SALADO, Texas (KXAN) — On Saturday, Governor Greg Abbott visited Salado for a briefing on recovery efforts after an EF-3 tornado tore through the area on Tuesday. The governor said that storm damaged 70 homes and three church buildings.

While no deaths have been reported, during a press conference on Wednesday morning Bell County Judge David Blackburn said 23 people were injured, and 12 went to the hospital as a result of that tornado. He said Wednesday afternoon at least one person had critical injuries.

“Thank you to all first responders and volunteer emergency personnel for stepping up swiftly to assist their fellow Texans in the wake of this tornado,” Gov. Abbott said. “As we enter a time of celebration for Easter Sunday, may we also celebrate the strength and resilience of the Lone Star State.”
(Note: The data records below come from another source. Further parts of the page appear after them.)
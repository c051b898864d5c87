//! In-memory service state for the cloud ingestion API.
//!
//! `CloudState` owns everything the handlers share: the credential
//! authenticator, the bounded ingestion history, the append-only alert log
//! and the trend predictor. Each structure sits behind its own mutex; the
//! predictor's append + conditional refit runs as one critical section so a
//! concurrent forecast never sees a torn model. Lifecycle is process start
//! to process stop; nothing is persisted.

use std::sync::Mutex;

use chrono::{DateTime, Utc};
use serde::Serialize;
use serde_json::Value;
use tracing::{info, warn};

use crate::auth::Authenticator;
use crate::error::ApiError;
use crate::models::{AggregatedRecord, Alert, IngestedRecord, Severity};
use crate::predictor::{Forecast, TrendPredictor};
use crate::ring::Ring;

// ---

pub struct CloudState {
    // ---
    auth: Authenticator,
    history: Mutex<Ring<IngestedRecord>>,
    alerts: Mutex<Vec<Alert>>,
    predictor: Mutex<TrendPredictor>,
}

/// Response body for `GET /api/status`.
#[derive(Debug, Serialize)]
pub struct StatusSummary {
    // ---
    pub status: &'static str,
    pub data_points: usize,
    pub alerts: usize,
    pub high_alerts: usize,
    pub warning_alerts: usize,
    pub last_update: Option<DateTime<Utc>>,
    pub current_temperature: Option<f64>,
}

impl CloudState {
    pub fn new(auth: Authenticator, history_capacity: usize, window_capacity: usize) -> Self {
        // ---
        Self {
            auth,
            history: Mutex::new(Ring::new(history_capacity)),
            alerts: Mutex::new(Vec::new()),
            predictor: Mutex::new(TrendPredictor::new(window_capacity)),
        }
    }

    pub fn auth(&self) -> &Authenticator {
        &self.auth
    }

    /// Accept one aggregated payload from an authenticated caller.
    ///
    /// Validates that a numeric `avg_temperature` is present, stamps the
    /// server timestamp and caller identity, appends to the bounded history,
    /// feeds the predictor and evaluates the alert thresholds on this value
    /// only. Re-sending the same payload creates a duplicate record; there
    /// is no deduplication.
    pub fn ingest(&self, identity: &str, payload: Value) -> Result<(), ApiError> {
        // ---
        let avg_temperature = payload
            .get("avg_temperature")
            .and_then(Value::as_f64)
            .ok_or(ApiError::MissingField("avg_temperature"))?;

        let mut record: AggregatedRecord = serde_json::from_value(payload)
            .map_err(|_| ApiError::MissingField("avg_temperature"))?;

        // The server stamp replaces whatever the node put on the record.
        record.timestamp = None;
        let stamped = IngestedRecord {
            record,
            timestamp: Utc::now(),
            node: identity.to_string(),
        };

        self.history
            .lock()
            .map_err(|_| ApiError::Internal)?
            .push(stamped.clone());

        // Append + conditional refit is one atomic unit under this lock.
        self.predictor
            .lock()
            .map_err(|_| ApiError::Internal)?
            .observe(avg_temperature);

        if let Some(alert) = Alert::evaluate(avg_temperature, stamped.timestamp) {
            warn!(value = avg_temperature, "alert: {}", alert.message);
            self.alerts
                .lock()
                .map_err(|_| ApiError::Internal)?
                .push(alert);
        }

        info!(
            node = %stamped.node,
            avg_temperature, "ingested aggregated record"
        );
        Ok(())
    }

    /// The most recent `limit` records, insertion order preserved.
    pub fn history(&self, limit: usize) -> Result<Vec<IngestedRecord>, ApiError> {
        // ---
        let history = self.history.lock().map_err(|_| ApiError::Internal)?;
        Ok(history.tail(limit).cloned().collect())
    }

    /// The most recent `limit` alert-log entries.
    pub fn alerts(&self, limit: usize) -> Result<Vec<Alert>, ApiError> {
        // ---
        let alerts = self.alerts.lock().map_err(|_| ApiError::Internal)?;
        let skip = alerts.len().saturating_sub(limit);
        Ok(alerts[skip..].to_vec())
    }

    /// Short-horizon forecast from the fitted trend line.
    pub fn predict(&self) -> Result<Forecast, ApiError> {
        // ---
        let predictor = self.predictor.lock().map_err(|_| ApiError::Internal)?;
        Ok(predictor.predict()?)
    }

    pub fn status(&self) -> Result<StatusSummary, ApiError> {
        // ---
        let history = self.history.lock().map_err(|_| ApiError::Internal)?;
        let alerts = self.alerts.lock().map_err(|_| ApiError::Internal)?;

        let high_alerts = alerts
            .iter()
            .filter(|a| a.severity == Severity::High)
            .count();
        let last = history.last();

        Ok(StatusSummary {
            status: "operational",
            data_points: history.len(),
            alerts: alerts.len(),
            high_alerts,
            warning_alerts: alerts.len() - high_alerts,
            last_update: last.map(|r| r.timestamp),
            current_temperature: last.map(|r| r.record.avg_temperature),
        })
    }
}
/// Vibration analysis looks at the last 5 buffered readings and needs at
/// least 3 of them to carry a vibration value.
const VIBRATION_LOOKBACK: usize = 5;
const VIBRATION_MIN_SAMPLES: usize = 3;

// ---

#[derive(Debug, Error)]
pub enum FogError {
    // ---
    /// Inbound sensor payload failed to decode; logged and dropped.
    #[error("malformed sensor payload: {0}")]
    MalformedPayload(#[from] serde_json::Error),
}

/// Connection lifecycle of the node.
#[derive(Debug, Clone, Copy, PartialEq, Eq)]
pub enum NodePhase {
    Disconnected,
    Authenticating,
    Ready,
    Buffering,
    Forwarding,
}

/// Observational finding from per-message local analysis. Emitting one
/// never mutates the buffer or triggers a forward.
#[derive(Debug, Clone, PartialEq)]
enum RegionalWarning {
    Heat { temperature: f64 },
    Vibration { mean: f64 },
}

pub struct FogNode {
    // ---
    buffer: Ring<SensorReading>,
    cloud: CloudClient,
    bus: Arc<dyn MessageBus>,
    sensors_topic: String,
    actuator_topic: String,
    region: String,
    aggregation_interval: Duration,
    phase: NodePhase,
}

impl FogNode {
    pub fn new(config: &FogConfig, cloud: CloudClient, bus: Arc<dyn MessageBus>) -> Self {
        // ---
        Self {
            buffer: Ring::new(config.buffer_capacity as usize),
            cloud,
            bus,
            sensors_topic: config.sensors_topic.clone(),
            actuator_topic: config.actuator_topic.clone(),
            region: config.region.clone(),
            aggregation_interval: Duration::from_secs(config.aggregation_interval_secs as u64),
            phase: NodePhase::Disconnected,
        }
    }

    pub fn phase(&self) -> NodePhase {
        self.phase
    }

    pub fn buffer_len(&self) -> usize {
        self.buffer.len()
    }

    fn set_phase(&mut self, phase: NodePhase) {
        // ---
        if self.phase != phase {
            debug!(from = ?self.phase, to = ?phase, "node phase transition");
            self.phase = phase;
        }
    }

    /// Initial cloud authentication. Failure is not fatal; the first
    /// aggregation cycle retries.
    pub async fn connect(&mut self) {
        // ---
        self.set_phase(NodePhase::Authenticating);
        match self.cloud.login().await {
            Ok(()) => self.set_phase(NodePhase::Ready),
            Err(e) => {
                error!("initial cloud authentication failed: {e}");
                self.set_phase(NodePhase::Disconnected);
            }
        }
    }

    /// Parse, tag and buffer one inbound sensor message, then run local
    /// analysis on the updated buffer.
    pub fn handle_sensor_message(&mut self, topic: &str, payload: &[u8]) -> Result<(), FogError> {
        // ---
        let event: RawSensorEvent = serde_json::from_slice(payload)?;
        let reading = SensorReading {
            event,
            received_at: Utc::now(),
            source_topic: topic.to_string(),
        };

        debug!(topic, "buffered sensor reading");
        self.buffer.push(reading);
        if matches!(self.phase, NodePhase::Ready) {
            self.set_phase(NodePhase::Buffering);
        }

        for warning in self.local_analysis() {
            match warning {
                RegionalWarning::Heat { temperature } => {
                    warn!(temperature, "regional alert: elevated temperature");
                    self.send_actuator_command(json!({ "cooler": 1 }));
                }
                RegionalWarning::Vibration { mean } => {
                    warn!(
                        mean_vibration = mean,
                        "regional alert: excessive vibration across devices"
                    );
                }
            }
        }

        Ok(())
    }

    /// Regional pattern detection over the newest reading and the recent
    /// vibration tail.
    fn local_analysis(&self) -> Vec<RegionalWarning> {
        // ---
        let mut warnings = Vec::new();

        if let Some(temperature) = self.buffer.last().and_then(|r| r.event.temperature) {
            if temperature > HEAT_WARNING_THRESHOLD {
                warnings.push(RegionalWarning::Heat { temperature });
            }
        }

        let vibrations: Vec<f64> = self
            .buffer
            .tail(VIBRATION_LOOKBACK)
            .filter_map(|r| r.event.vibration)
            .collect();

        if vibrations.len() >= VIBRATION_MIN_SAMPLES {
            let mean = vibrations.iter().sum::<f64>() / vibrations.len() as f64;
            if mean > VIBRATION_WARNING_MEAN {
                warnings.push(RegionalWarning::Vibration { mean });
            }
        }

        warnings
    }

    /// Summarize the current buffer into one immutable record; `None` when
    /// the buffer is empty. Statistics with no inputs default to zero.
    pub fn aggregate(&self) -> Option<AggregatedRecord> {
        // ---
        if self.buffer.is_empty() {
            return None;
        }

        let temperatures: Vec<f64> = self
            .buffer
            .iter()
            .filter_map(|r| r.event.temperature)
            .collect();
        let vibrations: Vec<f64> = self
            .buffer
            .iter()
            .filter_map(|r| r.event.vibration)
            .collect();
        let presence_count: u32 = self
            .buffer
            .iter()
            .filter_map(|r| r.event.presence)
            .map(u32::from)
            .sum();

        Some(AggregatedRecord {
            avg_temperature: mean(&temperatures),
            max_temperature: temperatures.iter().copied().reduce(f64::max).unwrap_or(0.0),
            min_temperature: temperatures.iter().copied().reduce(f64::min).unwrap_or(0.0),
            avg_vibration: mean(&vibrations),
            presence_count,
            samples_count: self.buffer.len(),
            timestamp: Some(Utc::now()),
            region: self.region.clone(),
        })
    }

    /// One aggregation cycle: skip when the buffer is empty, make sure a
    /// usable token is held, forward, and clear the buffer only on success.
    pub async fn run_aggregation_cycle(&mut self) {
        // ---
        if self.buffer.is_empty() {
            debug!("buffer empty, skipping aggregation cycle");
            return;
        }

        if !self.cloud.has_valid_token() {
            self.set_phase(NodePhase::Authenticating);
            if let Err(e) = self.cloud.ensure_token().await {
                error!("cannot forward without a token, retrying next cycle: {e}");
                self.set_phase(NodePhase::Buffering);
                return;
            }
        }

        let Some(record) = self.aggregate() else {
            return;
        };
        info!(
            samples = record.samples_count,
            avg_temperature = record.avg_temperature,
            "forwarding aggregated record"
        );

        self.set_phase(NodePhase::Forwarding);
        match self.cloud.forward(&record).await {
            ForwardOutcome::Delivered => {
                info!("aggregate delivered, clearing buffer");
                self.buffer.clear();
            }
            ForwardOutcome::AuthRejected => {
                warn!("token rejected, buffer retained for next cycle");
            }
            ForwardOutcome::Failed => {
                warn!("forward failed, buffer retained for next cycle");
            }
        }
        self.set_phase(NodePhase::Buffering);
    }

    /// Publish a command on the actuator topic. Fire and forget; failures
    /// are logged and never fatal.
    pub fn send_actuator_command(&self, command: Value) {
        // ---
        let payload = command.to_string().into_bytes();
        match self.bus.publish(&self.actuator_topic, payload) {
            Ok(()) => info!(%command, "actuator command published"),
            Err(e) => error!("failed to publish actuator command: {e}"),
        }
    }

    /// Drive the node until shutdown: MQTT events, the aggregation clock
    /// and the stop signal share one cooperative timeline, so each message
    /// is handled to completion without blocking the next arrival.
    pub async fn run(
        &mut self,
        mqtt: &MqttBus,
        eventloop: &mut EventLoop,
        mut shutdown: watch::Receiver<bool>,
    ) -> Result<()> {
        // ---
        let mut cycle = tokio::time::interval(self.aggregation_interval);
        cycle.set_missed_tick_behavior(MissedTickBehavior::Skip);

        loop {
            tokio::select! {
                event = eventloop.poll() => match event {
                    Ok(Event::Incoming(Packet::ConnAck(_))) => {
                        info!("connected to MQTT broker");
                        match mqtt.subscribe(&self.sensors_topic).await {
                            Ok(()) => info!("subscribed to topic: {}", self.sensors_topic),
                            Err(e) => error!("subscribe failed: {e}"),
                        }
                    }
                    Ok(Event::Incoming(Packet::Publish(publish))) => {
                        if let Err(e) = self.handle_sensor_message(&publish.topic, &publish.payload) {
                            error!(topic = %publish.topic, "dropping sensor message: {e}");
                        }
                    }
                    Ok(_) => {}
                    Err(e) => {
                        error!("MQTT connection error: {e}");
                        // rumqttc reconnects on the next poll; back off first.
                        tokio::time::sleep(Duration::from_secs(1)).await;
                    }
                },
                _ = cycle.tick() => self.run_aggregation_cycle().await,
                _ = shutdown.changed() => {
                    info!("stop signal received, shutting down fog node");
                    mqtt.disconnect().await;
                    break;
                }
            }
        }

        Ok(())
    }
}
//! Data models shared by the fog node and the cloud service.

use chrono::{DateTime, Utc};
use serde::{Deserialize, Serialize};

// ---

/// Raw sensor payload as published on the message channel.
///
/// Every field is optional on the wire; aggregation and local analysis only
/// consider the values that are present.
#[derive(Debug, Clone, Deserialize)]
pub struct RawSensorEvent {
    // ---
    pub temperature: Option<f64>,
    pub vibration: Option<f64>,
    pub presence: Option<u8>,
}

/// A sensor event tagged on receipt; lives only in the fog buffer.
#[derive(Debug, Clone)]
pub struct SensorReading {
    // ---
    pub event: RawSensorEvent,
    pub received_at: DateTime<Utc>,
    pub source_topic: String,
}

/// One aggregation cycle's summary of the fog buffer. Immutable once built;
/// this is the body of `POST /api/data`.
#[derive(Debug, Clone, Serialize, Deserialize)]
pub struct AggregatedRecord {
    // ---
    pub avg_temperature: f64,
    #[serde(default)]
    pub max_temperature: f64,
    #[serde(default)]
    pub min_temperature: f64,
    #[serde(default)]
    pub avg_vibration: f64,
    #[serde(default)]
    pub presence_count: u32,
    #[serde(default)]
    pub samples_count: usize,
    /// Aggregation-time stamp set by the fog node; the cloud replaces it
    /// with its own receipt stamp on ingest.
    #[serde(default, skip_serializing_if = "Option::is_none")]
    pub timestamp: Option<DateTime<Utc>>,
    #[serde(default)]
    pub region: String,
}

/// An accepted record: the aggregate plus the server stamp and the
/// authenticated caller identity.
#[derive(Debug, Clone, Serialize)]
pub struct IngestedRecord {
    // ---
    #[serde(flatten)]
    pub record: AggregatedRecord,
    pub timestamp: DateTime<Utc>,
    pub node: String,
}

// ---

#[derive(Debug, Clone, Copy, PartialEq, Eq, Serialize)]
#[serde(rename_all = "snake_case")]
pub enum AlertKind {
    HighTemperature,
    WarningTemperature,
}

#[derive(Debug, Clone, Copy, PartialEq, Eq, Serialize)]
#[serde(rename_all = "lowercase")]
pub enum Severity {
    High,
    Warning,
}

/// A threshold crossing recorded at ingestion time.
#[derive(Debug, Clone, Serialize)]
pub struct Alert {
    // ---
    #[serde(rename = "type")]
    pub kind: AlertKind,
    pub message: String,
    pub timestamp: DateTime<Utc>,
    pub severity: Severity,
    pub value: f64,
}

impl Alert {
    /// Evaluate the alert thresholds for a single average temperature.
    ///
    /// Pure function of `value`: above 38 is a high alert, above 35 a
    /// warning, anything else none. No hysteresis across calls.
    pub fn evaluate(value: f64, timestamp: DateTime<Utc>) -> Option<Alert> {
        // ---
        if value > 38.0 {
            Some(Alert {
                kind: AlertKind::HighTemperature,
                message: format!("Critical temperature detected: {value:.2}°C"),
                timestamp,
                severity: Severity::High,
                value,
            })
        } else if value > 35.0 {
            Some(Alert {
                kind: AlertKind::WarningTemperature,
                message: format!("Elevated temperature: {value:.2}°C"),
                timestamp,
                severity: Severity::Warning,
                value,
            })
        } else {
            None
        }
    }
}

#[cfg(test)]
mod tests {
    // ---
    use super::*;

    fn now() -> DateTime<Utc> {
        Utc::now()
    }

    #[test]
    fn test_high_temperature_alert() {
        // ---
        let alert = Alert::evaluate(38.5, now()).expect("38.5 must alert");
        assert_eq!(alert.kind, AlertKind::HighTemperature);
        assert_eq!(alert.severity, Severity::High);
        assert_eq!(alert.value, 38.5);
        assert!(alert.message.contains("38.50"));
    }

    #[test]
    fn test_warning_temperature_alert() {
        // ---
        let alert = Alert::evaluate(36.0, now()).expect("36 must warn");
        assert_eq!(alert.kind, AlertKind::WarningTemperature);
        assert_eq!(alert.severity, Severity::Warning);
    }

    #[test]
    fn test_no_alert_below_thresholds() {
        // ---
        assert!(Alert::evaluate(30.0, now()).is_none());

        // Edge cases: the thresholds themselves do not fire the next tier.
        assert!(Alert::evaluate(35.0, now()).is_none());
        let at_38 = Alert::evaluate(38.0, now()).expect("38 is above 35");
        assert_eq!(at_38.kind, AlertKind::WarningTemperature);
    }

    #[test]
    fn test_alert_serializes_with_wire_names() {
        // ---
        let alert = Alert::evaluate(39.1, now()).unwrap();
        let json = serde_json::to_value(&alert).unwrap();

        assert_eq!(json["type"], "high_temperature");
        assert_eq!(json["severity"], "high");
        assert_eq!(json["value"], 39.1);
    }

    #[test]
    fn test_aggregated_record_requires_avg_temperature() {
        // ---
        // Only avg_temperature is mandatory on ingest; everything else
        // defaults.
        let ok: Result<AggregatedRecord, _> =
            serde_json::from_value(serde_json::json!({"avg_temperature": 22.5}));
        assert!(ok.is_ok());

        let missing: Result<AggregatedRecord, _> =
            serde_json::from_value(serde_json::json!({"max_temperature": 22.5}));
        assert!(missing.is_err());
    }
}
When asked why it took the governor days to visit the town, Abbott pointed to his recent action along the state’s southern border.

“If you’ve been watching the news, I have been in the Rio Grande Valley in negotiations with regard to making sure that our border is going to be secure. I hammered out in negotiations with all of the governors of all the Mexican states that are adjacent to Texas. And that’s what I’ve been doing 24 hours a day, for the past few days,” Abbott said.

Texas Division of Emergency Management Chief Nim Kidd began his remarks by thanking first responders and local leaders.

“The local response to this was the best I have seen, period, it doesn’t get better than this. And I want you to be sure you’re thinking, ‘those folks have been working for you around the clock nonstop since the time that this tornado touchdown,'” Chief Kidd said.

  • The First Cedar Valley Baptist Church off FM 2843 in Salado, Texas sustained tornado damage the afternoon of April 12, 2022 (KXAN Photo/Frank Martinez)
  • Tornado damage in Cedar Valley Road and FM 2843. (KXAN Photo/Tahera Rahman)
  • Tornado damage along a stretch of FM 2843 right in between Florence and Salado (KXAN Viewer Photos)

Kidd said TDEM will be ready to assist local officials through the recovery process.

“We have a long way to go to recovery. The State of Texas will be here to support these local officials all the way through,” Kidd said.

Billy Borho, pastor of the Victory Baptist Church, said he will be holding Easter services Sunday, despite the destruction.

“Tomorrow morning we’re going to have service. The building is gone, but this church is stronger than it’s ever been. And I know that God will help us to build back even stronger than before,” Borho said.

“The volunteers and the faith-based communities are always the ones that show up after disaster response –they’re the first ones on the ground to help rebuild and recover — and the fact that we’re standing here on the sacred ground of this church, I cannot wait to see the services here for tomorrow. I cannot wait to see the number of people that are going to show up and help us rebuild,” Kidd added.